Follow Blog Via Email

follow Caitlin Jane's blog via email!

Monday, September 22, 2014

The Giver- Finding Promises in Pain...

Last Wednesday I had the joy of going on a father/daughter date. We went to the movie theater to see The Giver.  I don't go to the movies very often, so this was a special outing with my dad.  I had been anticipating seeing this new film, and I most assuredly was not disappointed. We were both spell-bound with eyes fixed on the big screen as the story unfolded before us.  I won't give the plot away to those who have not seen it, but I highly encourage everyone to see this new film, based on the novel by Lois Lowry.  There are so many themes hidden in the plot which have had me reflecting for days...I'd love to share a few thoughts that tugged on my spirit.

Pain. We so often try to live a life avoiding all pain. We don't want to feel bad things. We don't want to see bad things. However, pain is many times a gift of great worth. A warning sign. An opportunity for mercy and compassion.  It is the dark night that makes the sun shine all the brighter in the morning.  In Jonas' world, they had done everything to eliminate pain, death, disagreement, hate...the list goes on. Yet in so doing, they had actually taken away the ability to feel deeply, to truly know and be known. They took away choice. Freedom was long forgotten. In diminishing all risk, they stripped away the gifts of family, of relationship, of desire and soul-longing. In trying to eliminate sickness and death in their world, they actually eliminated life itself without conscience or regret.

To what extreme will we go to avoid pain?  To what extreme will we go to create a perfect society?  There have been experiments through the ages at such a world. We remember them as faint hints from the past- Hitler's Nazi Germany the time that probably rings a bell most clearly with us today...but are they truly just hints from the past?  Or are we living in a land that has an ebbing undercurrent of eugenics, on the cliff of euthanasia, with a wind of elimination? I just wonder... I also wonder about the times where I choose the "safe" road over the road of risk, yet in the end I find that I missed out on the beauty of the risk, even if pain were a part of the package.  I don't want to live in a safe, painless world.  That is not attainable in this life- for we know that the perfection and glory of the First Garden was destroyed when the first man and first woman ate the fruit...And we, like Adam and Eve, have continued to eat the fruit of iniquity and pride, bringing brokenness into our world through the ages.  But God's gift of grace was maybe the pain in the process of redemption.

As Father and Creator, he disciplined his children and still disciplines us by allowing pain to redirect our hearts to that which is good and true.  He does not author pain or death or disease or war or sickness or hate- for He is wholly holy and good.  Yet as the Enemy strikes, like the Serpent struck his first lies in the garden, in an attempt to steal, kill, and destroy, our good God protects us with the boundaries of pain to lead us on the paths of righteousness for His name's sake.  Our Creator drove the man and the woman out of the garden to toil the land and feel the birth pangs and groaning and moaning of creation, which was subjected to its own frustration, in hope of the glory to come.

I have found that pain has led me to greater depths of joy, deeper bonds of relationship, and a more furious longing for Christ than almost anything else in life.
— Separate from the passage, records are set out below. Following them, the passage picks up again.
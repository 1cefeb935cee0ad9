//! Storage contracts consumed by the ingestion and personalization crates.
//!
//! Implementations live next to their backends: the JSON article pool in
//! `newsdesk-ingest`, in-memory stores in `newsdesk-digest`, and Postgres
//! stores in `newsdesk-db`.

use async_trait::async_trait;
use chrono::NaiveDate;
use thiserror::Error;

use crate::{ArticleRecord, CategoryLabel, DigestRecord, PreferenceScore};

#[derive(Debug, Error)]
pub enum StoreError {
    #[error("storage I/O error at {path}: {source}")]
    Io {
        path: String,
        #[source]
        source: std::io::Error,
    },

    #[error("stored data could not be encoded or decoded: {0}")]
    Codec(String),

    #[error("storage backend error: {0}")]
    Backend(String),
}

/// The persisted, categorized article batch from the latest collection run.
#[async_trait]
pub trait ArticleStore: Send + Sync {
    /// Load the current pool. An absent pool is an empty pool.
    async fn load_categorized_articles(&self) -> Result<Vec<ArticleRecord>, StoreError>;

    /// Replace the pool with `articles`.
    async fn save_categorized_articles(&self, articles: &[ArticleRecord]) -> Result<(), StoreError>;
}

/// Per-user category scores.
#[async_trait]
pub trait PreferenceStore: Send + Sync {
    /// Add `weight` to the (user, category) score, creating the row at
    /// `weight` if it does not exist. Must be an atomic read-modify-write.
    ///
    /// Returns the score after the increment.
    async fn increment(
        &self,
        user_id: &str,
        category: CategoryLabel,
        weight: u64,
    ) -> Result<u64, StoreError>;

    /// All rows for a user, oldest first.
    async fn list_for_user(&self, user_id: &str) -> Result<Vec<PreferenceScore>, StoreError>;
}

/// Result of an insert-if-absent on the digest store.
#[derive(Debug, Clone, PartialEq)]
pub enum DigestInsert {
    Inserted(DigestRecord),
    /// A record already existed for the same (user, date); it is returned
    /// unchanged and the candidate is discarded.
    Existing(DigestRecord),
}

impl DigestInsert {
    #[must_use]
    pub fn into_record(self) -> DigestRecord {
        match self {
            DigestInsert::Inserted(record) | DigestInsert::Existing(record) => record,
        }
    }
}

/// Daily digests, unique per (user, date).
#[async_trait]
pub trait DigestStore: Send + Sync {
    async fn get(&self, user_id: &str, date: NaiveDate) -> Result<Option<DigestRecord>, StoreError>;

    /// Atomically insert `record` unless one already exists for its
    /// (user, date).
    async fn insert_if_absent(&self, record: DigestRecord) -> Result<DigestInsert, StoreError>;

    /// Most recently built digest for the user, if any.
    async fn latest(&self, user_id: &str) -> Result<Option<DigestRecord>, StoreError>;
}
Christ's Passion was His suffering- suffering for us that bore our sins and our sickness and our shame.  He suffered to set us free.  One day the last enemy to be destroyed shall be death, and along with it, all the decay that has become like dust over this world since the banishment from the garden glory.  In Edith Schaeffer's book Affliction, she has a powerful chapter called "Cracked Teapots" where she addresses life's pain.  A friend recently mailed this to me as a reminder for my soul during a season of cracks and painful crevices. Schaeffer's words struck me, "As we live our lives with a blend of the answers to prayer which bring us sufficient grace and the Lord's strength in our weakness to go on- in the midst of pain, fever, disappointment, crushing shock, grueling work, fatigue that makes us long for escape, fear, storms, earthquake, famine, drought, fire, loss of a variety of kinds, despotism that affects us personally, and persecution- we need to recognize His grace and strength as answers..." In the middle of pain, where do you search for answers? Do you try to ignore the pain, control the pain, or run from the pain? Or do you run to the One who can meet you with healing and hope and hints of eternity in the midst of the pain?

May we not be so quick to try to form a utopia of painlessness and unattainable perfection, but rather labor toward a ministry of reconciliation and redemption that is available daily through our Lord Jesus.  I challenge you to sit with an open Bible and meditate on 2 Corinthians 5.  There is too much to unpack here, but I promise your heart will be refreshed and you will gain new perspective on pain and glory.

I leave you with this promise from Paul's letter to the Romans, chapter 8 verse 23:
"And even we Christians, although we have the Holy Spirit within us as a foretaste of future glory, also groan to be released from pain and suffering. We, too, wait anxiously for that day when God will give us our full rights as his children, including the new bodies he has promised us- bodies that will never be sick again and will never die."